After logging in, the application was reviewed to identify available functionality, user-controlled inputs, and any areas where client-supplied data influenced backend behavior.
Special attention was paid to authentication- and authorization-related features.
Step 2 - Baseline Authorization Testing
Standard authorization and IDOR testing was performed across the application.
No direct object reference issues were identified through conventional parameter manipulation or endpoint testing.
This indicated that access control weaknesses, if present, might exist earlier in the user lifecycle.
Step 3 - Secondary Account Creation
A second user account was registered to further analyze differences in behavior during account creation.
The registration request payload was closely inspected to identify any fields that should not be controlled by the client.
Step 4 - Identifying Mass Assignment Weakness
Reviewing the registration request revealed that the user_role parameter was included in the client-side payload and passed directly to the backend during account creation.
This indicated a potential mass assignment vulnerability, as role assignment should be handled exclusively server-side.
Step 5 - Role Manipulation
Before submitting the registration request, the user_role value was modified from user to admin.
The manipulated request was then sent to the server without any client-side validation errors.
Step 6 - Authentication with Elevated Privileges
The newly created account was used to authenticate to the application.
Upon login, indicators of elevated privileges were observed, suggesting that the modified role value had been accepted by the backend.
Step 7 - Unauthorized Admin Access and Flag Retrieval
An Admin tab was visible within the application interface.
Navigating to the admin functionality confirmed unauthorized administrative access.
Accessing the admin area revealed the flag, completing the challenge.
Impact
- Unauthorized privilege escalation to administrative roles
- Full compromise of application integrity and security controls
- Access to sensitive administrative functionality and data
- Potential for account takeover, data manipulation, or service disruption
- Demonstrates a critical authorization flaw exploitable during registration
Vulnerability Classification
- OWASP Top 10: Broken Access Control
- Vulnerability Type: Mass Assignment / Privilege Escalation
- Attack Surface: User registration API
- CWE: CWE-915 - Improperly Controlled Modification of Dynamically-Determined Object Attributes
Root Cause
The backend implicitly trusts client-supplied input during account registration and allows sensitive attributes such as user_role to be set directly by the user.
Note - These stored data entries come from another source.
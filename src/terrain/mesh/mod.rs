// ============================================
// Mesh Module - Вершины и меш листа
// ============================================

mod leaf_mesh;
mod vertex;

pub use leaf_mesh::{build_leaf_mesh, LeafMeshData};
pub use vertex::TerrainVertex;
No server-side allowlist or enforcement is applied to restrict which fields may be modified during object creation, resulting in a mass assignment vulnerability.
Remediation
- Enforce strict server-side allowlists for user-controllable fields during registration
- Explicitly set sensitive attributes such as roles on the backend only
- Reject or ignore unexpected parameters in request payloads
- Separate user privilege assignment from user creation workflows
- Add security testing for mass assignment and privilege escalation scenarios
Vulnerability Summary
This vulnerability is a mass assignment flaw leading to privilege escalation, where the application allows client-controlled input to define sensitive attributes during user registration. By modifying the user_role parameter in the registration request, an attacker can create an account with administrative privileges. The lack of server-side enforcement and attribute allowlisting enables full compromise of authorization controls and unrestricted access to administrative functionality.